King Charles andQueen Consort Camilla met two genocide survivors at Buckingham Palace as they marked Holocaust Memorial Day.

Theroyal couple were solemn as they spoke with Dr Martin Stern and Amouna Adam, before lighting candles in a powerful gesture of remembrance of the victims of genocide.

Afterwards, the King said: "I hope this will be one way of trying to remember all those poor people who had to suffer such horrors for so many years – and still do."

King Charles, 74, and the Queen Consort, 75, were pictured talking with Holocaust survivor Dr Martin Stern and a survivor of the Darfur genocide Amouna Adam during the event.


Dr Stern, who was born to a Jewish father and non-Jewish mother, said they spoke about the importance of education about the Holocaust and other genocides.

He said: "The King was very insistent on inquiring about other genocides as well, and so was the Queen Consort."

The Holocaust survivor, who was sent to the Westerbork transit camp and Theresienstadt ghetto in Nazi-occupied Netherlands after being taken away by officers at the age of five, said the lighting of the candle was "immensely important".

Dr Stern added: "The perpetrators would like that we would just forget about it, move on to other things so they get on quietly with doing more of their horrific crimes.


"Lighting a candle publicly is a marker that makes it hard for tyrants and state criminals to perpetuate their mass crimes quietly."

Charles and Camilla also spoke with Amouna Adam, from the persecuted Fur tribe, who survived genocide in Darfur in western Sudan, as well as representatives of the Holocaust Memorial Day trust.

They discussed ongoing work to ensure the lessons learned during genocides are not forgotten.

Laura Marks, chair of the Holocaust Memorial Day trust, said: “What the King was able to offer us, to share with us, was his interest in both in the Holocaust, but also, in the other genocides and the work that he's doing.
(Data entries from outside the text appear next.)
//! Solve-loop state machine.
//!
//! Every change of phase in the interior-point loop goes through
//! [`SolverState::on`], so the legal transitions are exactly the rows of the
//! table below.

use std::fmt;

use crate::error::{Result, TrajoptError};

#[derive(Debug, Clone, Copy, PartialEq, Eq, Hash)]
pub enum SolverState {
    Initializing,
    Iterating,
    FeasibilityRestoration,
    /// Rejected before the first iteration (too few degrees of freedom,
    /// non-finite initial point)
    Rejected,
    Converged,
    IterationLimitReached,
    TimedOut,
    LocallyInfeasible,
    FeasibilityRestorationFailed,
    FactorizationFailed,
    DivergingIterates,
    /// Stopped by a user callback
    Terminated,
}

#[derive(Debug, Clone, Copy, PartialEq, Eq, Hash)]
pub enum SolverEvent {
    /// Setup finished and the initial point is usable
    Initialized,
    ProblemRejected,
    /// Optimality conditions met (to either tolerance)
    KktSatisfied,
    StepAccepted,
    LineSearchFailed,
    RestorationSucceeded,
    RestorationFailed,
    InfeasibilityDetected,
    IterationLimit,
    DeadlinePassed,
    CallbackRequested,
    FactorizationFailed,
    IteratesDiverged,
}

impl SolverState {
    /// Apply `event`, or report that it is not allowed in this state.
    pub fn on(self, event: SolverEvent) -> Result<SolverState> {
        use SolverEvent as E;
        use SolverState as S;

        let next = match (self, event) {
            (S::Initializing, E::Initialized) => S::Iterating,
            (S::Initializing, E::ProblemRejected) => S::Rejected,
            (S::Initializing, E::KktSatisfied) => S::Converged,

            (S::Iterating, E::StepAccepted) => S::Iterating,
            (S::Iterating, E::KktSatisfied) => S::Converged,
            (S::Iterating, E::LineSearchFailed) => S::FeasibilityRestoration,
            (S::Iterating, E::CallbackRequested) => S::Terminated,

            (S::FeasibilityRestoration, E::RestorationSucceeded) => S::Iterating,
            (S::FeasibilityRestoration, E::RestorationFailed) => S::FeasibilityRestorationFailed,
            (S::FeasibilityRestoration, E::InfeasibilityDetected) => S::LocallyInfeasible,

            (S::Iterating | S::FeasibilityRestoration, E::IterationLimit) => S::IterationLimitReached,
            (S::Iterating | S::FeasibilityRestoration, E::DeadlinePassed) => S::TimedOut,
            (S::Iterating | S::FeasibilityRestoration, E::FactorizationFailed) => S::FactorizationFailed,
            (S::Iterating | S::FeasibilityRestoration, E::IteratesDiverged) => S::DivergingIterates,

            (from, event) => return Err(TrajoptError::InvalidTransition { from, event }),
        };
        log::trace!("solver state {} --{:?}--> {}", self, event, next);
        Ok(next)
    }

    /// No further transitions are possible.
    pub fn is_terminal(self) -> bool {
        !matches!(
            self,
            SolverState::Initializing | SolverState::Iterating | SolverState::FeasibilityRestoration
        )
    }
}

impl fmt::Display for SolverState {
    fn fmt(&self, f: &mut fmt::Formatter<'_>) -> fmt::Result {
        fmt::Debug::fmt(self, f)
    }
}

#[cfg(test)]
mod tests {
    use super::*;

    #[test]
    fn test_regular_solve_path() {
        let s = SolverState::Initializing.on(SolverEvent::Initialized).unwrap();
        let s = s.on(SolverEvent::StepAccepted).unwrap();
        let s = s.on(SolverEvent::LineSearchFailed).unwrap();
        assert_eq!(s, SolverState::FeasibilityRestoration);
        let s = s.on(SolverEvent::RestorationSucceeded).unwrap();
        let s = s.on(SolverEvent::KktSatisfied).unwrap();
        assert_eq!(s, SolverState::Converged);
        assert!(s.is_terminal());
    }

    #[test]
    fn test_restoration_exits() {
        let r = SolverState::FeasibilityRestoration;
        assert_eq!(r.on(SolverEvent::RestorationFailed).unwrap(), SolverState::FeasibilityRestorationFailed);
        assert_eq!(r.on(SolverEvent::InfeasibilityDetected).unwrap(), SolverState::LocallyInfeasible);
        assert_eq!(r.on(SolverEvent::DeadlinePassed).unwrap(), SolverState::TimedOut);
        assert_eq!(r.on(SolverEvent::IterationLimit).unwrap(), SolverState::IterationLimitReached);
    }

    #[test]
    fn test_invalid_transitions_are_errors() {
        let err = SolverState::Initializing.on(SolverEvent::StepAccepted).unwrap_err();
        assert!(matches!(
            err,
            TrajoptError::InvalidTransition {
                from: SolverState::Initializing,
                event: SolverEvent::StepAccepted
            }
        ));
        assert!(SolverState::Converged.on(SolverEvent::StepAccepted).is_err());
        assert!(SolverState::FeasibilityRestoration.on(SolverEvent::CallbackRequested).is_err());
        assert!(SolverState::Iterating.on(SolverEvent::RestorationSucceeded).is_err());
    }

    #[test]
    fn test_terminal_states() {
        assert!(!SolverState::Iterating.is_terminal());
        assert!(SolverState::Terminated.is_terminal());
        assert!(SolverState::Rejected.is_terminal());
    }
}
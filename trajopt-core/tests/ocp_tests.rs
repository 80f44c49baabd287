//! Optimal control scenarios solved end to end and checked against RK4.

use approx::assert_relative_eq;
use trajopt_core::autodiff::{Variable, VariableMatrix};
use trajopt_core::ocp::{DynamicsType, OcpConfig, OcpSolver, TimestepMethod, TranscriptionMethod};
use trajopt_core::optimization::{ExitCondition, SolverConfig};
use trajopt_core::util::rk4;
use trajopt_core::ExpressionType;

const N: usize = 50;
const DT: f64 = 0.1;

/// `[p, v]' = [v, u]`
fn double_integrator(_t: &Variable, x: &VariableMatrix, u: &VariableMatrix, _dt: &Variable) -> VariableMatrix {
    VariableMatrix::column(x.context(), vec![x.get(1, 0).clone(), u.get(0, 0).clone()])
}

fn double_integrator_f64(x: &[f64], u: &[f64]) -> Vec<f64> {
    vec![x[1], u[0]]
}

fn min_energy_transfer(method: TranscriptionMethod) -> (OcpSolver, trajopt_core::SolverStatus) {
    let config = OcpConfig::new(2, 1, DT, N).with_transcription_method(method);
    let mut ocp = OcpSolver::new(config, double_integrator).unwrap();
    ocp.constrain_initial_state(&[0.0, 0.0]).unwrap();
    ocp.constrain_final_state(&[1.0, 0.0]).unwrap();
    ocp.set_lower_input_bound(-1.0);
    ocp.set_upper_input_bound(1.0);
    let cost = ocp.u().squared_norm();
    ocp.minimize(cost);
    let status = ocp.solve(&SolverConfig::default()).unwrap();
    (ocp, status)
}

#[test]
fn test_double_integrator_direct_transcription() {
    let (ocp, status) = min_energy_transfer(TranscriptionMethod::DirectTranscription);

    assert_eq!(status.exit_condition, ExitCondition::Success);
    assert_eq!(status.cost_function_type, ExpressionType::Quadratic);
    assert!(status.equality_constraint_type <= ExpressionType::Linear);
    assert_eq!(status.inequality_constraint_type, ExpressionType::Linear);

    let x = ocp.x().to_rows();
    assert_relative_eq!(x[0][0], 0.0, epsilon = 1e-6);
    assert_relative_eq!(x[1][0], 0.0, epsilon = 1e-6);
    assert_relative_eq!(x[0][N], 1.0, epsilon = 1e-6);
    assert_relative_eq!(x[1][N], 0.0, epsilon = 1e-6);

    let u = ocp.u().to_rows();
    for k in 0..N {
        assert!((-1.0 - 1e-8..=1.0 + 1e-8).contains(&u[0][k]), "u[{}] = {}", k, u[0][k]);
    }

    // Replaying the inputs through RK4 reproduces the states
    let inputs: Vec<Vec<f64>> = (0..N).map(|k| vec![u[0][k]]).collect();
    let replay = rk4(double_integrator_f64, &[0.0, 0.0], &inputs, DT);
    for k in 0..=N {
        assert_relative_eq!(replay[k][0], x[0][k], epsilon = 1e-6);
        assert_relative_eq!(replay[k][1], x[1][k], epsilon = 1e-6);
    }
}

#[test]
fn test_double_integrator_collocation() {
    let (ocp, status) = min_energy_transfer(TranscriptionMethod::DirectCollocation);
    assert_eq!(status.exit_condition, ExitCondition::Success);
    let x = ocp.x().to_rows();
    assert_relative_eq!(x[0][N], 1.0, epsilon = 1e-6);
    assert_relative_eq!(x[1][N], 0.0, epsilon = 1e-6);

    // Zero-order-hold inputs make Hermite–Simpson exact for this system
    let u = ocp.u().to_rows();
    let inputs: Vec<Vec<f64>> = (0..N).map(|k| vec![u[0][k]]).collect();
    let replay = rk4(double_integrator_f64, &[0.0, 0.0], &inputs, DT);
    assert_relative_eq!(replay[N][0], 1.0, epsilon = 1e-6);
}

#[test]
fn test_double_integrator_single_shooting() {
    let (ocp, status) = min_energy_transfer(TranscriptionMethod::SingleShooting);
    assert_eq!(status.exit_condition, ExitCondition::Success);
    assert_eq!(ocp.problem().num_decision_variables(), 2 + N);
    let x = ocp.x().to_rows();
    assert_relative_eq!(x[0][N], 1.0, epsilon = 1e-6);
    assert_relative_eq!(x[1][N], 0.0, epsilon = 1e-6);
}

#[test]
fn test_discrete_dynamics() {
    // x_{k+1} = x_k + u_k with |u| ≤ 0.3, reach 1 from 0 in 5 steps
    let config = OcpConfig::new(1, 1, 1.0, 5).with_dynamics_type(DynamicsType::Discrete);
    let mut ocp = OcpSolver::new(config, |_t: &Variable, x: &VariableMatrix, u: &VariableMatrix, _dt: &Variable| {
        x + u
    })
    .unwrap();
    ocp.constrain_initial_state(&[0.0]).unwrap();
    ocp.constrain_final_state(&[1.0]).unwrap();
    ocp.set_lower_input_bounds(&[-0.3]).unwrap();
    ocp.set_upper_input_bounds(&[0.3]).unwrap();
    let cost = ocp.u().squared_norm();
    ocp.minimize(cost);

    let status = ocp.solve(&SolverConfig::default()).unwrap();
    assert_eq!(status.exit_condition, ExitCondition::Success);
    for k in 0..5 {
        assert_relative_eq!(ocp.u().value(0, k), 0.2, epsilon = 1e-6);
    }
}

#[test]
fn test_state_bounds_and_per_step_constraints() {
    let config = OcpConfig::new(2, 1, DT, 20);
    let mut ocp = OcpSolver::new(config, double_integrator).unwrap();
    ocp.constrain_initial_state(&[0.0, 0.0]).unwrap();
    ocp.constrain_final_state(&[1.0, 0.0]).unwrap();
    ocp.set_lower_state_bound(-2.0);
    ocp.set_upper_state_bound(2.0);
    ocp.for_each_step(|problem, stage| {
        // velocity limit
        problem.subject_to(stage.x.get(1, 0).leq(0.7));
    });
    let cost = ocp.u().squared_norm();
    ocp.minimize(cost);

    let status = ocp.solve(&SolverConfig::default()).unwrap();
    assert_eq!(status.exit_condition, ExitCondition::Success);
    for k in 0..20 {
        assert!(ocp.x().value(1, k) <= 0.7 + 1e-6);
    }
}

#[test]
fn test_variable_timestep_minimum_time() {
    // Bang-bang minimum-time transfer: T* = 2 for |u| ≤ 1 over unit distance
    let config = OcpConfig::new(2, 1, 0.1, 20).with_timestep_method(TimestepMethod::VariableSingle);
    let mut ocp = OcpSolver::new(config, double_integrator).unwrap();
    ocp.constrain_initial_state(&[0.0, 0.0]).unwrap();
    ocp.constrain_final_state(&[1.0, 0.0]).unwrap();
    ocp.set_lower_input_bound(-1.0);
    ocp.set_upper_input_bound(1.0);
    ocp.set_min_timestep(0.01);
    ocp.set_max_timestep(0.5);
    let total = ocp.dt().sum();
    ocp.minimize(total);

    let status = ocp.solve(&SolverConfig::default()).unwrap();
    assert!(status.exit_condition.is_success(), "{}", status.exit_condition);
    let t_final: f64 = ocp.dt().values().iter().sum();
    assert_relative_eq!(t_final, 2.0, epsilon = 1e-3);
}

#[test]
fn test_per_interval_timesteps_respect_bounds() {
    // ẋ = u, |u| ≤ 1, move one unit. The input penalty favors long steps
    // less than the time cost favors short ones, so every Δt sits on its
    // lower bound and the input is spread evenly.
    let n = 10;
    let config = OcpConfig::new(1, 1, 0.3, n).with_timestep_method(TimestepMethod::Variable);
    let mut ocp = OcpSolver::new(config, |_t: &Variable, _x: &VariableMatrix, u: &VariableMatrix, _dt: &Variable| {
        u.clone()
    })
    .unwrap();
    assert_eq!(ocp.problem().num_decision_variables(), n + (n + 1) + n);
    ocp.constrain_initial_state(&[0.0]).unwrap();
    ocp.constrain_final_state(&[1.0]).unwrap();
    ocp.set_lower_input_bound(-1.0);
    ocp.set_upper_input_bound(1.0);
    ocp.set_min_timestep(0.15);
    ocp.set_max_timestep(0.5);
    let cost = ocp.dt().sum() + 0.01 * ocp.u().squared_norm();
    ocp.minimize(cost);

    let status = ocp.solve(&SolverConfig::default()).unwrap();
    assert!(status.exit_condition.is_success(), "{}", status.exit_condition);

    let dts = ocp.dt().values();
    assert_eq!(dts.len(), n);
    for (k, &h) in dts.iter().enumerate() {
        assert!((0.15 - 1e-6..=0.5 + 1e-6).contains(&h), "dt[{}] = {}", k, h);
        assert_relative_eq!(h, 0.15, epsilon = 1e-5);
        assert_relative_eq!(ocp.u().value(0, k), 1.0 / 1.5, epsilon = 1e-5);
    }
    assert_relative_eq!(ocp.x().value(0, n), 1.0, epsilon = 1e-6);
}

#[test]
fn test_pool_balanced_after_ocp() {
    let ctx;
    {
        let (ocp, status) = min_energy_transfer(TranscriptionMethod::DirectTranscription);
        assert!(status.exit_condition.is_success());
        ctx = ocp.problem().context().clone();
    }
    assert_eq!(ctx.blocks_in_use(), 0);
}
“And he's been the patron of the Holocaust Memorial Day trust for many, many years as Prince of Wales, and we were talking to him about how important that is for us as a charity because it adds so much credibility and so much weight when a charity has as a patron like that.”


She added: “The King is so powerful, so important in being able to bring attention, focus attention on the dangers of hate speech, hatred today and he was just magnificent on that one.”

Victims of the Holocaust are remembered each year on January 27 – the anniversary of the liberation of Auschwitz-Birkenau, the largest Nazi death camp.

The day is also used to remember the millions killed in subsequent genocides in Cambodia, Rwanda, Bosnia and Darfur.

The King has been pictured on a number of royal engagements recently –travelling by Royal Train to Manchester last week andvisiting a community group in Aberdeenshire earlier in the month.